Mlliyet Milliyet Blog Milliyet Blog
 
Facebook Connect
Blog Kategorileri
 

25 Mayıs '07

 
Kategori
Anılar
 

60... 70... 80... 90.. 100 karada yüz denizde yüz

60... 70... 80... 90.. 100 karada yüz denizde yüz
 

Hazırlanmıştık Gümüldüre pikniğe gitmek için. Keyfim yeni geldi hadi bakalım düşelim yollara.

Mahallede bir sevinç bir heyecan, sanki bir bayram günü... Piknik sepetleri, torbalar, annelerimizin özenle kumaşları keserek dokumacıda metre işi dokuttukları yolluklar, mangalımız, torba torba erzaklar içlerinde kütür kütür biberler söğüşlük domatesler… (kesilince nerede ise kendi kadar su bırakan kıpkırmızı mis kokulu)salatalıklar, közlemelik patlıcanlar, köfteler…

Dolmalar, özenle açılmış börekler, pişiler, akşam üzeri çay sefasında yemek için kurabiyeler, bardaklar, tabaklar.. bıçaklar ille de kocaman kocaman karpuzlar.

Yakar top, voleybol, futbol hastalarına top, kızlara ip, hele de küçük çocuk varsa mutlak iki ağaç arasına salıncak ipi.. tavla. Herkes kendi için önemli olanı kapar, hayda hoppa.. derken anneler kamyona çıkamayanlar için biri merdiven olur dört ayak üstüne durur. "Hadi annem hadi dikkat et, amanınn düşüyorum, " nidaları arasında adeta keklik gibi sekerek bende geliyorum bende, diyen nineler dedeler, Özenle kamyonun içine kilimler serilir, anneler babalar oturur.

Birer keyif cigarası yakılır..

Çocuklar hele de genç kızlar genç delikanlılar, kimi göz süzer, kimi işmar eder.
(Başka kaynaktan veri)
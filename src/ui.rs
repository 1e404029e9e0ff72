use crate::app::{App, AppMode, GRID_COLUMNS};
use crate::table::Field;
use ratatui::{
    Frame,
    layout::{Constraint, Direction, Layout, Rect},
    style::{Color, Modifier, Style},
    text::{Line, Span},
    widgets::{Block, Borders, Cell, Paragraph, Row, Table, TableState, Wrap},
};

const INDEX_WIDTH: u16 = 5;
const REVENUE_WIDTH: u16 = 16;
const COLUMN_SPACING: u16 = 1;
const HELP_WIDTH: u16 = 40;

/// Where the data grid landed on screen in the last frame.
#[derive(Debug, Clone, Copy, Default, PartialEq, Eq)]
pub struct GridLayout {
    /// Area inside the border; the header occupies its first line
    pub inner: Rect,
    /// Index of the first visible row
    pub offset: usize,
    /// Left edge of each grid column
    pub col_starts: [u16; GRID_COLUMNS],
}

impl GridLayout {
    /// Map a screen position to `(row, column)`. `None` for the header,
    /// border, or empty space below the last drawn row.
    pub fn hit(&self, x: u16, y: u16, row_count: usize) -> Option<(usize, usize)> {
        let inner = self.inner;
        let first_data_y = inner.y.saturating_add(1);
        if x < inner.x || x >= inner.x + inner.width || y < first_data_y || y >= inner.y + inner.height {
            return None;
        }
        let row = self.offset + (y - first_data_y) as usize;
        if row >= row_count {
            return None;
        }
        let col = self
            .col_starts
            .iter()
            .rposition(|&start| x >= start)
            .unwrap_or(0);
        Some((row, col))
    }
}

pub fn draw(f: &mut Frame, app: &mut App) {
    let chunks = Layout::default()
        .direction(Direction::Vertical)
        .constraints([Constraint::Min(1), Constraint::Length(2)].as_ref())
        .split(f.size());

    let top = chunks[0];
    let status_area = chunks[1];

    if app.show_help {
        let body_chunks = Layout::default()
            .direction(Direction::Horizontal)
            .constraints([Constraint::Min(10), Constraint::Length(HELP_WIDTH)].as_ref())
            .split(top);
        draw_grid(f, body_chunks[0], app);
        draw_help(f, body_chunks[1]);
    } else {
        draw_grid(f, top, app);
    }
    draw_status(f, status_area, app);
}

fn draw_grid(f: &mut Frame, area: Rect, app: &mut App) {
    let block = Block::default().borders(Borders::ALL).title(format!(
        "Revenue ({} rows, {} selected)",
        app.table.len(),
        app.selection.len()
    ));
    let inner = block.inner(area);
    let widths = column_widths(inner.width);

    let header = Row::new(["#", Field::Company.title(), Field::Revenue.title()]).style(
        Style::default()
            .fg(Color::Cyan)
            .add_modifier(Modifier::BOLD),
    );

    let editing_cursor = match app.mode {
        AppMode::Editing { cursor } => Some(cursor),
        AppMode::Normal => None,
    };
    let editing_cell = app.pending_edit.as_ref().map(|p| p.cell);

    let mut rows = Vec::with_capacity(app.table.len());
    for (r_idx, row) in app.table.iter().enumerate() {
        let selected = app.selection.is_selected(row.id);
        let cursor_col = (!app.is_editing() && r_idx == app.sel_row).then_some(app.sel_col);
        let cursor_style = Style::default().bg(Color::Blue).fg(Color::Black);
        let mut cells = Vec::with_capacity(GRID_COLUMNS);
        // Display index is positional and derived here.
        let mut index_cell = Cell::from((r_idx + 1).to_string());
        if cursor_col == Some(0) {
            index_cell = index_cell.style(cursor_style);
        }
        cells.push(index_cell);
        for field in Field::ALL {
            let is_edited = editing_cell.is_some_and(|c| c.row == row.id && c.field == field);
            let cell = if is_edited {
                let cursor = editing_cursor.unwrap_or(app.edit_buffer.len());
                let (before, after) = app.edit_buffer.split_at(cursor);
                Cell::from(Line::from(vec![
                    Span::raw(before.to_string()),
                    Span::styled("|", Style::default().fg(Color::Yellow)),
                    Span::raw(after.to_string()),
                ]))
                .style(Style::default().bg(Color::DarkGray).fg(Color::White))
            } else if cursor_col == Some(field.column()) {
                Cell::from(row.cell(field).to_string()).style(cursor_style)
            } else {
                Cell::from(row.cell(field).to_string())
            };
            cells.push(cell);
        }
        let mut r = Row::new(cells);
        if selected {
            r = r.style(Style::default().bg(Color::Rgb(60, 60, 110)).add_modifier(Modifier::BOLD));
        }
        rows.push(r);
    }

    let table = Table::new(rows, widths.map(Constraint::Length))
        .header(header)
        .block(block)
        .column_spacing(COLUMN_SPACING);

    let mut state = table_state(app);
    f.render_stateful_widget(table, area, &mut state);

    let mut col_starts = [inner.x; GRID_COLUMNS];
    let mut x = inner.x;
    for (i, w) in widths.iter().enumerate() {
        col_starts[i] = x;
        x = x.saturating_add(*w + COLUMN_SPACING);
    }
    app.grid = GridLayout {
        inner,
        offset: state.offset(),
        col_starts,
    };
}

fn table_state(app: &App) -> TableState {
    let mut st = TableState::default().with_offset(app.grid.offset);
    if !app.table.is_empty() {
        st.select(Some(app.sel_row.min(app.table.len() - 1)));
    }
    st
}

fn draw_help(f: &mut Frame, area: Rect) {
    let entry = |keys: &'static str, what: &'static str| {
        Line::from(vec![
            Span::styled(keys, Style::default().add_modifier(Modifier::BOLD)),
            Span::raw(": "),
            Span::raw(what),
        ])
    };
    let lines = vec![
        entry("Click / Space", "Select a row."),
        entry("Ctrl+Click / t", "Toggle a row, keep others."),
        entry("Shift+Click / V", "Select rows from the anchor."),
        entry("Shift+Up/Down", "Extend the selection."),
        entry("Double-click / Enter", "Edit a cell."),
        entry("Enter / Tab", "Save the edit. Esc cancels."),
        entry("Ctrl+Z / u", "Undo the last action."),
        entry("Ctrl+X / Ctrl+Y", "Redo the last undone action."),
        entry("a", "Add a row."),
        entry("d / Delete", "Delete selected rows."),
        entry("E", "Export CSV."),
        entry("? / q", "Toggle help / quit."),
    ];
    let p = Paragraph::new(lines)
        .wrap(Wrap { trim: true })
        .block(Block::default().borders(Borders::ALL).title("How to Use"));
    f.render_widget(p, area);
}

fn draw_status(f: &mut Frame, area: Rect, app: &App) {
    let mode = match app.mode {
        AppMode::Normal => "NORMAL",
        AppMode::Editing { .. } => "EDIT",
    };
    let text = Line::from(vec![
        Span::styled(
            format!("[{mode}] "),
            Style::default()
                .fg(Color::Cyan)
                .add_modifier(Modifier::BOLD),
        ),
        Span::raw(&app.status),
        Span::raw(format!(
            " | undo {} / redo {}",
            app.log.undo_len(),
            app.log.redo_len()
        )),
    ]);
    let p = Paragraph::new(text).block(Block::default().borders(Borders::TOP));
    f.render_widget(p, area);
}

/// `#`, Company, Revenue widths for a grid `total_width` columns wide.
pub fn column_widths(total_width: u16) -> [u16; GRID_COLUMNS] {
    let fixed = INDEX_WIDTH + REVENUE_WIDTH + COLUMN_SPACING * (GRID_COLUMNS as u16 - 1);
    let company = total_width.saturating_sub(fixed).max(1);
    [INDEX_WIDTH, company, REVENUE_WIDTH]
}
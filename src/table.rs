use std::fmt;

/// Content given to a freshly added row.
pub const NEW_COMPANY: &str = "New Company";
pub const NEW_REVENUE: &str = "$0";

/// Stable identity of a row for the lifetime of a session. Never reused.
#[derive(Debug, Clone, Copy, PartialEq, Eq, Hash, PartialOrd, Ord)]
pub struct RowId(u64);

impl fmt::Display for RowId {
    fn fmt(&self, f: &mut fmt::Formatter<'_>) -> fmt::Result {
        write!(f, "r{}", self.0)
    }
}

/// The editable columns of a row. The `#` column is derived and not a field.
#[derive(Debug, Clone, Copy, PartialEq, Eq, Hash)]
pub enum Field {
    Company,
    Revenue,
}

impl Field {
    pub const ALL: [Field; 2] = [Field::Company, Field::Revenue];

    pub fn title(self) -> &'static str {
        match self {
            Field::Company => "Company",
            Field::Revenue => "Revenue",
        }
    }

    /// Map a grid column (0 = `#`, 1 = Company, 2 = Revenue) to a field.
    pub fn from_column(col: usize) -> Option<Field> {
        match col {
            1 => Some(Field::Company),
            2 => Some(Field::Revenue),
            _ => None,
        }
    }

    pub fn column(self) -> usize {
        match self {
            Field::Company => 1,
            Field::Revenue => 2,
        }
    }
}

/// A cell addressed by stable row identity rather than position.
#[derive(Debug, Clone, Copy, PartialEq, Eq, Hash)]
pub struct CellRef {
    pub row: RowId,
    pub field: Field,
}

impl CellRef {
    pub fn new(row: RowId, field: Field) -> Self {
        Self { row, field }
    }
}

/// Row content without identity, as loaded from a seed source.
#[derive(Debug, Clone, PartialEq, Eq)]
pub struct RowContent {
    pub company: String,
    pub revenue: String,
}

impl RowContent {
    pub fn new(company: impl Into<String>, revenue: impl Into<String>) -> Self {
        Self {
            company: company.into(),
            revenue: revenue.into(),
        }
    }
}

#[derive(Debug, Clone, PartialEq, Eq)]
pub struct Row {
    pub id: RowId,
    pub company: String,
    pub revenue: String,
}

impl Row {
    pub fn cell(&self, field: Field) -> &str {
        match field {
            Field::Company => &self.company,
            Field::Revenue => &self.revenue,
        }
    }

    pub fn set_cell(&mut self, field: Field, value: String) {
        match field {
            Field::Company => self.company = value,
            Field::Revenue => self.revenue = value,
        }
    }

    pub fn content(&self) -> RowContent {
        RowContent::new(self.company.clone(), self.revenue.clone())
    }
}

/// Ordered row collection. Position is presentation; `RowId` is identity.
#[derive(Debug, Clone, Default)]
pub struct Table {
    rows: Vec<Row>,
    next_id: u64,
}

impl Table {
    pub fn new() -> Self {
        Self::default()
    }

    pub fn from_contents(contents: impl IntoIterator<Item = RowContent>) -> Self {
        let mut table = Self::new();
        for content in contents {
            table.push_new(content);
        }
        table
    }

    pub fn len(&self) -> usize {
        self.rows.len()
    }

    pub fn is_empty(&self) -> bool {
        self.rows.is_empty()
    }

    pub fn rows(&self) -> &[Row] {
        &self.rows
    }

    pub fn iter(&self) -> impl Iterator<Item = &Row> {
        self.rows.iter()
    }

    /// Allocate an id and append a row with the given content.
    pub fn push_new(&mut self, content: RowContent) -> RowId {
        let id = RowId(self.next_id);
        self.next_id += 1;
        self.rows.push(Row {
            id,
            company: content.company,
            revenue: content.revenue,
        });
        id
    }

    /// Append an existing row (keeps its id).
    pub fn push(&mut self, row: Row) {
        self.rows.push(row);
    }

    /// Insert an existing row at `index`, clamped to the end of the table.
    /// Returns the position the row landed at.
    pub fn insert(&mut self, index: usize, row: Row) -> usize {
        let index = index.min(self.rows.len());
        self.rows.insert(index, row);
        index
    }

    /// Remove a row by identity, returning its former position and the row.
    pub fn remove(&mut self, id: RowId) -> Option<(usize, Row)> {
        let pos = self.position(id)?;
        Some((pos, self.rows.remove(pos)))
    }

    pub fn position(&self, id: RowId) -> Option<usize> {
        self.rows.iter().position(|r| r.id == id)
    }

    pub fn contains(&self, id: RowId) -> bool {
        self.position(id).is_some()
    }

    pub fn get(&self, id: RowId) -> Option<&Row> {
        self.rows.iter().find(|r| r.id == id)
    }

    pub fn get_mut(&mut self, id: RowId) -> Option<&mut Row> {
        self.rows.iter_mut().find(|r| r.id == id)
    }

    pub fn row_at(&self, index: usize) -> Option<&Row> {
        self.rows.get(index)
    }

    pub fn id_at(&self, index: usize) -> Option<RowId> {
        self.rows.get(index).map(|r| r.id)
    }

    pub fn cell_text(&self, cell: CellRef) -> Option<&str> {
        self.get(cell.row).map(|r| r.cell(cell.field))
    }

    /// Contents in table order, without identities.
    pub fn contents(&self) -> Vec<RowContent> {
        self.rows.iter().map(Row::content).collect()
    }
}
Kimide, "Haydii bakın biz nasıl eğleniyoruz, " der gibi, bir türkü tutturur (bize bakıyorlar mı acep diyerek etrafı süzerler) Hele birde bakılıyorsa daha bir coşulur nedense, türkülerimiz eşliğinde.

Çocukluğumdan kalan yol türküsü... Domatesin çekirdeği kırmızı kırmızı, bizim mahalle buranın yıldızı yıldızıııı... Ya da

Çadırımın üstüne şıp dedi damladı, Allah canımı almadı almadı...

Ohhh yandan, 60… 70….80… 90….100.. karada yüz, denizde yüz nidaları arasında ortaya çıkan kızlarımız ya da oynamayı seven hatunlarımız, oynar ha oynar..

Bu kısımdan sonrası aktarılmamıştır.